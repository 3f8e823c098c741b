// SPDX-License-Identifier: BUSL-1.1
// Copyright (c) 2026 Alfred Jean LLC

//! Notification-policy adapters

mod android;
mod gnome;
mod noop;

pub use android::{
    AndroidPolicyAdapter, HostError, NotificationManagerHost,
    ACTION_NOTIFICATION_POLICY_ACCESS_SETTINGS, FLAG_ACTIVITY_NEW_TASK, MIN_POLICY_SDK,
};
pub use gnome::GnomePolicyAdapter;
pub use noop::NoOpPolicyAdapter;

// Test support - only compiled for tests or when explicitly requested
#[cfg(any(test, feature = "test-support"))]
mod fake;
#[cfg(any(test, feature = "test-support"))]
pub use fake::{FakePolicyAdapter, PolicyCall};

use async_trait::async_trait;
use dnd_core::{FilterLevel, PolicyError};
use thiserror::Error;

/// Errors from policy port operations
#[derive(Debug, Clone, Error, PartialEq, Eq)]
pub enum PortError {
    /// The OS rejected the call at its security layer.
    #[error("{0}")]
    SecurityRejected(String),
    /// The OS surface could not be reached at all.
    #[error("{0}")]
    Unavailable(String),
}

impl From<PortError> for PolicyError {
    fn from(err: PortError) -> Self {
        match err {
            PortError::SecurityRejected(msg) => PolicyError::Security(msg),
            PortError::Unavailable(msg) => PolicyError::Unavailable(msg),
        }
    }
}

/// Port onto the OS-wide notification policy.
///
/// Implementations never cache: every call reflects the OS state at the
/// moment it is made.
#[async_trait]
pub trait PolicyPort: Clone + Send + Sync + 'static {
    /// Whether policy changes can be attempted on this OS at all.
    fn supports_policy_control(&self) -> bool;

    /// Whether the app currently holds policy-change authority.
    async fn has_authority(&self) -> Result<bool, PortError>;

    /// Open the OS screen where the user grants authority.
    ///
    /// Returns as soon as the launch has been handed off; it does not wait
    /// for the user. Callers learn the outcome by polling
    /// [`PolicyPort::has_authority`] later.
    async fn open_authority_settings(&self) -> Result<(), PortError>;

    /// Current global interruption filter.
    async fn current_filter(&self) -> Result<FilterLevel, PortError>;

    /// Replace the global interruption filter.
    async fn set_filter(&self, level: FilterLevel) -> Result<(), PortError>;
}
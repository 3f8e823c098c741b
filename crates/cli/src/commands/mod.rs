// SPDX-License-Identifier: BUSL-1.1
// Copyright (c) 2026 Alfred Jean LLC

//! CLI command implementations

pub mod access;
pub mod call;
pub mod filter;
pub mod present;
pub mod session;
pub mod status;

---+---

▸ REQUIRED ACTION
List all lines in the material containing the string "interruption".

▸ THE ANSWER
    /// Current global interruption filter.
    /// Replace the global interruption filter.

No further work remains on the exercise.